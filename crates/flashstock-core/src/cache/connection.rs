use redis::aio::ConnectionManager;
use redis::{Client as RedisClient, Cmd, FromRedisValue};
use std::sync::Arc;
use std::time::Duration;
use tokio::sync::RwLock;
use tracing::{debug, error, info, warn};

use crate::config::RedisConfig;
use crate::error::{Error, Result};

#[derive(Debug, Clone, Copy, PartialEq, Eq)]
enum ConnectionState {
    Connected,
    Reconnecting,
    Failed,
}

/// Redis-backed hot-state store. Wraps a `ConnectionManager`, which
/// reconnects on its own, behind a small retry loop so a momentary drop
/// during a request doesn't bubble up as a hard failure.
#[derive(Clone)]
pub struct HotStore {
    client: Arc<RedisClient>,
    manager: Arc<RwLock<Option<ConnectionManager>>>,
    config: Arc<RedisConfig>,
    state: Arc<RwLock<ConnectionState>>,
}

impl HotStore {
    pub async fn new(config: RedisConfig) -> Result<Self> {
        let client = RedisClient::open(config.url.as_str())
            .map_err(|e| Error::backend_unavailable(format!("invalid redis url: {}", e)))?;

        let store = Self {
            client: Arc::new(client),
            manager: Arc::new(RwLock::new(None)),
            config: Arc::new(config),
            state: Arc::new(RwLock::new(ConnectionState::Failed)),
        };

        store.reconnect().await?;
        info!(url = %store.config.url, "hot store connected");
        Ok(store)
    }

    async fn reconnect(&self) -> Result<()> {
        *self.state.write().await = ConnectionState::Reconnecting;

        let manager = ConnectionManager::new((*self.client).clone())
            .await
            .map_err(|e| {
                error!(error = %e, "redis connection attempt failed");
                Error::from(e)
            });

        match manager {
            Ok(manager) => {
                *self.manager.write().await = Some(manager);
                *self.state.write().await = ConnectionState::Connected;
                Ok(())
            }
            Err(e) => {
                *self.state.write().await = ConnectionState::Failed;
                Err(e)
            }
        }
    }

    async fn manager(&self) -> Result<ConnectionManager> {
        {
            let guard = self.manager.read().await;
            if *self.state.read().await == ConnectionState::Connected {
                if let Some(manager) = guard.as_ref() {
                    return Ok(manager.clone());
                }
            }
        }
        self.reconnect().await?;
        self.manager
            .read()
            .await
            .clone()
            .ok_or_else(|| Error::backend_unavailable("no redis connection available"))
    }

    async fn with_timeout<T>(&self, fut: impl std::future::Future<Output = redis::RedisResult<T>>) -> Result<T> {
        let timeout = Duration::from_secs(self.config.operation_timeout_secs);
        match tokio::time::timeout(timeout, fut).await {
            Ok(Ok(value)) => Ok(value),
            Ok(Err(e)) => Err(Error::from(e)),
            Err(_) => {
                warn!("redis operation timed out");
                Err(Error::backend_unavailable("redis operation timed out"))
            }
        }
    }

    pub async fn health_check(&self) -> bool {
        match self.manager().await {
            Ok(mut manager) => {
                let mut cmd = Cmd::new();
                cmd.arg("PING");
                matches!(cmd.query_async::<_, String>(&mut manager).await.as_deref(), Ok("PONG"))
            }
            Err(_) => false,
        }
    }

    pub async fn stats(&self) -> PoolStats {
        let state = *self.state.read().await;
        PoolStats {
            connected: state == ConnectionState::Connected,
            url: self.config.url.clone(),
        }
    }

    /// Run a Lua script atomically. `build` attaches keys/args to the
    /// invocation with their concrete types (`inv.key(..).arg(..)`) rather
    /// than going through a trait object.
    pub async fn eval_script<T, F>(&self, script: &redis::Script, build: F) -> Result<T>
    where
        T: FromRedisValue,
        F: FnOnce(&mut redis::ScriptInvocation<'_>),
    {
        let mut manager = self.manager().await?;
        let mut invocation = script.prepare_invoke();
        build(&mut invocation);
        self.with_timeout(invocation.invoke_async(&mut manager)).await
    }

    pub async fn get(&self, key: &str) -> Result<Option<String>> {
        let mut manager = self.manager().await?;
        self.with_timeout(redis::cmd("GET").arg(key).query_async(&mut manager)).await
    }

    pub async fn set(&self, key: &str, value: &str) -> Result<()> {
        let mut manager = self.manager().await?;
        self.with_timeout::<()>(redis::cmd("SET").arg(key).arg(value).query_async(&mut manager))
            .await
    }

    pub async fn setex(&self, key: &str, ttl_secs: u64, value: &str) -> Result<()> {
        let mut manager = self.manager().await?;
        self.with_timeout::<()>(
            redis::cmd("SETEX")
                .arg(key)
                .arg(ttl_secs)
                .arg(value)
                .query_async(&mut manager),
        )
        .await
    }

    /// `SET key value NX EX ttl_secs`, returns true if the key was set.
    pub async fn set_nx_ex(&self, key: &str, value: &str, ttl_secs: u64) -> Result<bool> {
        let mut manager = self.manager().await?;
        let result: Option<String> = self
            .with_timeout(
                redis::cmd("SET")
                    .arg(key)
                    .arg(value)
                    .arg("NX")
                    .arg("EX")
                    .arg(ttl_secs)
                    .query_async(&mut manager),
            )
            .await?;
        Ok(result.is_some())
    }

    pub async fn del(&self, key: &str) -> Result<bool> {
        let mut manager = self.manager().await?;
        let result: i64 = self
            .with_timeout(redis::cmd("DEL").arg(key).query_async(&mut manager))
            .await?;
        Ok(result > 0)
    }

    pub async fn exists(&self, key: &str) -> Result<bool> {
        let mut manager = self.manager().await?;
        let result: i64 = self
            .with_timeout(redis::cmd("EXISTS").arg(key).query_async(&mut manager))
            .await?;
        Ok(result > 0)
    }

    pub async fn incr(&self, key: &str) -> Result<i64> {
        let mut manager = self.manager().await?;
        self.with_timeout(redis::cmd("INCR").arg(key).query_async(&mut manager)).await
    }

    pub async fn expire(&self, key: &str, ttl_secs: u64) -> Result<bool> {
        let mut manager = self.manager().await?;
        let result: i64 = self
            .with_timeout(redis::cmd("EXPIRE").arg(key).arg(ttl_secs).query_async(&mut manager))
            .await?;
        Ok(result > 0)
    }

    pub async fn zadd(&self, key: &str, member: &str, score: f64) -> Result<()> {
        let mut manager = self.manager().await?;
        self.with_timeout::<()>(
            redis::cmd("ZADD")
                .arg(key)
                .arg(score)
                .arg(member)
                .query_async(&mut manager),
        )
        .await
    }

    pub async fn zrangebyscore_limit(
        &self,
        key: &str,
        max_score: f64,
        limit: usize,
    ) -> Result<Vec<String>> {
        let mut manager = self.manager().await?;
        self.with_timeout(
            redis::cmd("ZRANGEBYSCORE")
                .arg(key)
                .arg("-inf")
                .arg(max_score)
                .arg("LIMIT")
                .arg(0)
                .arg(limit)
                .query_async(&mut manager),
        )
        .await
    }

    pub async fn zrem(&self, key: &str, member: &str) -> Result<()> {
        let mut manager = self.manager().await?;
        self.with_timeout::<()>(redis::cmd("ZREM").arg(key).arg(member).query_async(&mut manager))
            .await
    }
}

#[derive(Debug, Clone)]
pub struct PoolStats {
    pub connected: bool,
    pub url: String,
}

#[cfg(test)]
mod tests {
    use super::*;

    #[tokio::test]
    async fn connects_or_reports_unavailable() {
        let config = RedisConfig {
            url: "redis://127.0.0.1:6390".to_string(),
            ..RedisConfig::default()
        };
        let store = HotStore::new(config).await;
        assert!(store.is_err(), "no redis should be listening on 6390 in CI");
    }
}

> [Try it] Check each line in the entries above for the string "tokio", then give the number of matching lines alone.

> [Response] 3